A traceroute on a Cisco device sends incremental destination port numbers for each hop in order to distinguish between the probes. To quote Cisco exactly:

Cisco routers send UDP probe packets with a random source port and an incremental destination port (to distinguish the different probes).

You can find more information here.

I hope this has been helpful!

Laz

Hi Rene/Team ,

Thank you for this content !!

I understood that in windows when the destination reached it and Destination network is matched ICMP Echo Reply is used , and intermediate routers will be dropping packets because these are not destination network in our IP Header and TTL is became 0 .

Note : applications use transport layer ports for process to process delivery .

My doubt is as below :

  1. what exactly happening linux in transport layer while we use higher UDP port numbers . In Linux too the intermediate routers were sending ICMP TTL Expiry in response to IP packets with Incremental TTL and UDP with higher port numbers were used .

In Given Capture 1st UDP probe packet destination port is 33434 —>packet dropped as router has to decrement TTL from 1 to 0 and its not the destination network , so UDP encapsulation not even checked packet dropped with error sent to source . (please correct me if i am wrong here)

The Final UDP probe is making upto destination network with TTL = 4, so the it will check the destination port 33437 , in Response Destination port Unreachable was sent to the source .
Here “Destination port Unreachable” error what does exactly mean ? Why it this error generated and how it differs when we use a destination port number like 179(BGP) ?

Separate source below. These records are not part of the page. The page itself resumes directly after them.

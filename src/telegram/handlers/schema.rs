//! Dispatcher schema and handler chain builders

use teloxide::dispatching::{UpdateFilterExt, UpdateHandler};
use teloxide::prelude::*;
use teloxide::types::Message;

use super::commands::{handle_help_command, handle_start_command};
use super::links::handle_link_message;
use super::types::{HandlerDeps, HandlerError};
use crate::telegram::bot::Command;

/// Creates the dispatcher schema for the bot.
///
/// Commands are matched first; any other text starting with `https://` is
/// treated as a link request.
pub fn schema(deps: HandlerDeps) -> UpdateHandler<HandlerError> {
    dptree::entry()
        .branch(command_handler())
        .branch(link_handler(deps))
}

fn command_handler() -> UpdateHandler<HandlerError> {
    Update::filter_message().branch(dptree::entry().filter_command::<Command>().endpoint(
        |bot: Bot, msg: Message, cmd: Command| async move {
            log::info!("Received command: {:?} from chat {}", cmd, msg.chat.id);
            match cmd {
                Command::Start => handle_start_command(&bot, &msg).await,
                Command::Help => handle_help_command(&bot, &msg).await,
            }
        },
    ))
}

fn link_handler(deps: HandlerDeps) -> UpdateHandler<HandlerError> {
    Update::filter_message()
        .filter(|msg: Message| msg.text().map(|t| t.trim_start().starts_with("https://")).unwrap_or(false))
        .endpoint(move |bot: Bot, msg: Message| {
            let deps = deps.clone();
            async move {
                if let Err(e) = handle_link_message(&bot, &msg, &deps).await {
                    log::error!("Link handler failed for chat {}: {}", msg.chat.id, e);
                }
                Ok(())
            }
        })
}
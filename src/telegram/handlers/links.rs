//! Link messages: validate, relay, report back.

use async_trait::async_trait;
use teloxide::prelude::*;
use teloxide::types::{ChatId, InputFile, Message, MessageId, ParseMode, ReplyParameters};

use super::types::{HandlerDeps, HandlerError};
use crate::core::utils::escape_html;
use crate::download::AudioArtifact;
use crate::relay::{DeliveryOutcome, RelayProgress};

const SUPPORTED_PREFIXES: &[&str] = &[
    "https://www.youtube.com/watch?",
    "https://youtube.com/watch?",
    "https://youtu.be/",
    "https://music.youtube.com/watch?",
];

pub(super) const INVALID_URL_TEXT: &str = "Invalid URL";
pub(super) const DOWNLOADING_TEXT: &str = "Downloading ...";
pub(super) const FAILURE_TEXT: &str = "An error occurred";

/// Whether the bot can relay this link.
pub fn is_supported_link(text: &str) -> bool {
    let text = text.trim();
    SUPPORTED_PREFIXES.iter().any(|prefix| text.starts_with(prefix))
}

fn uploading_text(title: &str) -> String {
    format!(
        "🎵 <b>{}</b>\n\nDownloading - DONE\nUploading ...",
        escape_html(title)
    )
}

fn done_text(title: &str) -> String {
    format!(
        "<b>🎵 {}</b>\n\nSuccessfully uploaded to the channel.",
        escape_html(title)
    )
}

/// Mirrors relay phases into the requesting chat
struct ChatProgress<'a> {
    bot: &'a Bot,
    chat_id: ChatId,
    status_id: MessageId,
}

#[async_trait]
impl<'a> RelayProgress for ChatProgress<'a> {
    async fn downloaded(&self, artifact: &AudioArtifact) {
        if let Err(e) = self
            .bot
            .edit_message_text(self.chat_id, self.status_id, uploading_text(&artifact.title))
            .parse_mode(ParseMode::Html)
            .await
        {
            log::warn!("Failed to update status message: {}", e);
        }
    }

    async fn delivered(&self, artifact: &AudioArtifact) {
        let text = done_text(&artifact.title);
        let photo = self
            .bot
            .send_photo(self.chat_id, InputFile::file(artifact.thumbnail_path.clone()))
            .caption(text.clone())
            .parse_mode(ParseMode::Html)
            .await;
        if let Err(e) = photo {
            log::warn!("Failed to send cover with done notice, sending text: {}", e);
            if let Err(e) = self.bot.send_message(self.chat_id, text).parse_mode(ParseMode::Html).await {
                log::warn!("Failed to send done notice: {}", e);
            }
        }
    }
}

pub(super) async fn handle_link_message(bot: &Bot, msg: &Message, deps: &HandlerDeps) -> Result<(), HandlerError> {
    let Some(text) = msg.text() else {
        return Ok(());
    };
    let url = text.trim();

    if !is_supported_link(url) {
        bot.send_message(msg.chat.id, INVALID_URL_TEXT)
            .reply_parameters(ReplyParameters::new(msg.id))
            .await?;
        return Ok(());
    }

    log::info!("Link from chat {}: {}", msg.chat.id, url);
    let status = bot
        .send_message(msg.chat.id, DOWNLOADING_TEXT)
        .reply_parameters(ReplyParameters::new(msg.id))
        .await?;

    let progress = ChatProgress {
        bot,
        chat_id: msg.chat.id,
        status_id: status.id,
    };
    match deps.relay.handle_link_with(url, &progress).await {
        DeliveryOutcome::Delivered { .. } => {
            if let Err(e) = bot.delete_message(msg.chat.id, status.id).await {
                log::warn!("Failed to delete status message: {}", e);
            }
            if let Err(e) = bot.delete_message(msg.chat.id, msg.id).await {
                log::warn!("Failed to delete request message: {}", e);
            }
        }
        DeliveryOutcome::DownloadFailed(reason) => {
            log::error!("An error occurred while downloading audio: {}", reason);
            bot.edit_message_text(msg.chat.id, status.id, FAILURE_TEXT).await?;
        }
        DeliveryOutcome::UploadFailed(reason) => {
            log::error!("An error occurred while uploading the file: {}", reason);
            bot.edit_message_text(msg.chat.id, status.id, FAILURE_TEXT).await?;
        }
    }

    Ok(())
}
//! Size-based choice between the Bot API and the user-session transport.

use async_trait::async_trait;
use std::sync::Arc;

use crate::core::error::{AppError, AppResult};
use crate::download::AudioArtifact;

/// Largest file the Bot API accepts (50 MiB), inclusive.
pub const BOT_API_UPLOAD_LIMIT: u64 = 52_428_800;

/// A way of getting an artifact into the destination channel.
#[async_trait]
pub trait Uploader: Send + Sync {
    fn name(&self) -> &str;

    async fn upload(&self, artifact: &AudioArtifact, caption: &str) -> Result<(), AppError>;
}

#[derive(Debug, Clone, Copy, PartialEq, Eq)]
pub enum Transport {
    Standard,
    Large,
}

pub fn select_transport(size: u64) -> Transport {
    if size <= BOT_API_UPLOAD_LIMIT {
        Transport::Standard
    } else {
        Transport::Large
    }
}

pub struct DeliveryRouter {
    standard: Arc<dyn Uploader>,
    large: Arc<dyn Uploader>,
}

impl DeliveryRouter {
    pub fn new(standard: Arc<dyn Uploader>, large: Arc<dyn Uploader>) -> Self {
        Self { standard, large }
    }

    /// Sends `artifact` through the transport its on-disk size allows.
    pub async fn route(&self, artifact: &AudioArtifact, caption: &str) -> AppResult<Transport> {
        let size = artifact
            .audio_size()
            .await
            .map_err(|e| AppError::Upload(format!("Cannot stat {}: {}", artifact.audio_path.display(), e)))?;

        let transport = select_transport(size);
        let uploader = match transport {
            Transport::Standard => &self.standard,
            Transport::Large => &self.large,
        };
        log::info!(
            "Routing {} ({:.2} MB) via {}",
            artifact.audio_path.display(),
            size as f64 / (1024.0 * 1024.0),
            uploader.name()
        );

        uploader.upload(artifact, caption).await?;
        Ok(transport)
    }
}
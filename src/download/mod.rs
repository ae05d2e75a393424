//! Download-and-tag pipeline

pub mod artifact;
pub mod metadata;
pub mod pipeline;
pub mod source;
pub mod tagger;
pub mod thumbnail;
pub mod ytdlp;

// Re-exports for convenience
pub use artifact::AudioArtifact;
pub use metadata::AudioMetadata;
pub use pipeline::Downloader;
pub use source::AudioSource;
pub use ytdlp::YtDlpSource;
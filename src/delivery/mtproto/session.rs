//! Lazily started user session for the large-file transport.
//!
//! The session is owned by whoever builds the uploader and started on the
//! first upload. Concurrent first uploads wait on the same initialisation.

use async_trait::async_trait;
use grammers_client::{Client, Config, InitParams, SignInError};
use grammers_session::Session;
use std::path::{Path, PathBuf};
use tokio::sync::OnceCell;

use super::error::MtProtoError;

/// Something that can produce an authenticated client.
#[async_trait]
pub trait Connect: Send + Sync {
    type Client: Send + Sync;

    async fn connect(&self) -> Result<Self::Client, MtProtoError>;
}

/// One-time-initialised client handle.
pub struct LazySession<C: Connect> {
    connector: C,
    client: OnceCell<C::Client>,
}

impl<C: Connect> LazySession<C> {
    pub fn new(connector: C) -> Self {
        Self {
            connector,
            client: OnceCell::new(),
        }
    }

    /// Returns the client, connecting on first use.
    ///
    /// A failed start leaves the cell empty so the next caller tries again.
    pub async fn client(&self) -> Result<&C::Client, MtProtoError> {
        self.client
            .get_or_try_init(|| async {
                log::info!("Starting user session for large-file uploads...");
                let client = self.connector.connect().await?;
                log::info!("User session started successfully");
                Ok(client)
            })
            .await
    }

    pub fn is_started(&self) -> bool {
        self.client.initialized()
    }
}

/// Signs in as a regular user account, reusing a saved session file.
pub struct UserConnector {
    pub api_id: i32,
    pub api_hash: String,
    pub phone_number: String,
    pub two_fa_password: Option<String>,
    pub session_path: PathBuf,
}

impl UserConnector {
    fn load_session(&self) -> Result<Session, MtProtoError> {
        if self.session_path.exists() {
            log::info!("Loading existing session from {:?}", self.session_path);
            Session::load_file(&self.session_path)
                .map_err(|e| MtProtoError::Session(format!("Failed to load session: {}", e)))
        } else {
            log::info!("Creating new session");
            Ok(Session::new())
        }
    }

    async fn sign_in(&self, client: &Client) -> Result<(), MtProtoError> {
        log::info!("Not authorized, requesting login code for {}", self.phone_number);
        let token = client
            .request_login_code(&self.phone_number)
            .await
            .map_err(|e| MtProtoError::SignIn(format!("Failed to request login code: {}", e)))?;

        let code = prompt_login_code().await?;

        match client.sign_in(&token, &code).await {
            Ok(_) => Ok(()),
            Err(SignInError::PasswordRequired(password_token)) => {
                let password = self.two_fa_password.as_deref().ok_or_else(|| {
                    MtProtoError::SignIn("Account has 2FA enabled but TWO_FA_PASSWORD is not set".to_string())
                })?;
                client
                    .check_password(password_token, password.trim())
                    .await
                    .map(|_| ())
                    .map_err(|e| MtProtoError::SignIn(format!("2FA password rejected: {}", e)))
            }
            Err(e) => Err(MtProtoError::SignIn(e.to_string())),
        }
    }
}

#[async_trait]
impl Connect for UserConnector {
    type Client = Client;

    async fn connect(&self) -> Result<Client, MtProtoError> {
        let config = Config {
            session: self.load_session()?,
            api_id: self.api_id,
            api_hash: self.api_hash.clone(),
            params: InitParams {
                device_model: "audiorelay".to_string(),
                system_version: "1.0".to_string(),
                app_version: env!("CARGO_PKG_VERSION").to_string(),
                system_lang_code: "en".to_string(),
                lang_code: "en".to_string(),
                ..Default::default()
            },
        };

        log::info!("Connecting to Telegram...");
        let client = Client::connect(config)
            .await
            .map_err(|e| MtProtoError::Session(format!("Failed to connect: {}", e)))?;

        if client.is_authorized().await? {
            log::info!("Already authorized");
        } else {
            self.sign_in(&client).await?;
            save_session(&client, &self.session_path)?;
        }

        Ok(client)
    }
}

fn save_session(client: &Client, session_path: &Path) -> Result<(), MtProtoError> {
    if let Some(parent) = session_path.parent() {
        if !parent.as_os_str().is_empty() && !parent.exists() {
            std::fs::create_dir_all(parent)
                .map_err(|e| MtProtoError::Session(format!("Failed to create session directory: {}", e)))?;
        }
    }
    // grammers-session 0.5 requires file to exist before saving (uses write, not create)
    if !session_path.exists() {
        std::fs::File::create(session_path)
            .map_err(|e| MtProtoError::Session(format!("Failed to create session file: {}", e)))?;
    }
    client
        .session()
        .save_to_file(session_path)
        .map_err(|e| MtProtoError::Session(format!("Failed to save session: {}", e)))?;
    log::info!("Session saved to {:?}", session_path);
    Ok(())
}

/// Reads the login code Telegram sent to the account, from stdin.
async fn prompt_login_code() -> Result<String, MtProtoError> {
    let code = tokio::task::spawn_blocking(|| {
        use std::io::{BufRead, Write};
        print!("Enter the login code Telegram sent to the uploading account: ");
        std::io::stdout().flush()?;
        let mut line = String::new();
        std::io::stdin().lock().read_line(&mut line)?;
        Ok::<_, std::io::Error>(line.trim().to_string())
    })
    .await
    .map_err(|e| MtProtoError::SignIn(format!("Login prompt failed: {}", e)))??;

    if code.is_empty() {
        return Err(MtProtoError::SignIn("Empty login code".to_string()));
    }
    Ok(code)
}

From provided cloudshark capture link :
https://www.cloudshark.org/captures/496345252b42

Regards,
Sameer.

Hello Sameer.

Looking over the cloudshark capture, it simply looks like the UDP port 33437 at the destination device of 192.168.3.1 is just not listening. You get a Type 3 Code 3 result which means, according to RFC 792, that the UDP port is blocked, possibly by a firewall.

image

This drop of the packet is different than the drop of the packet that occurs due to TTL going to 0. In such a case, you have different Type and Code numbers such as is the case when the TTL became 0 when the device 192.168.23.3 was reached in the previous packet:

image

In any case, the reason why this error is generated is because the port is blocked. The device has been reached successfully, since it is responding, but the specific port is unavailable and thus the response is an error message and not an echo reply.

I hope this has been helpful!

Laz

1 Like

Several times when I do a Traceroute over de Internet sometimes I have the some hops with none reply listing the 3 probes with a asterisk * * * but if a ping the host im doing that Traceroute the ping I have a echo reply OK from this destination host…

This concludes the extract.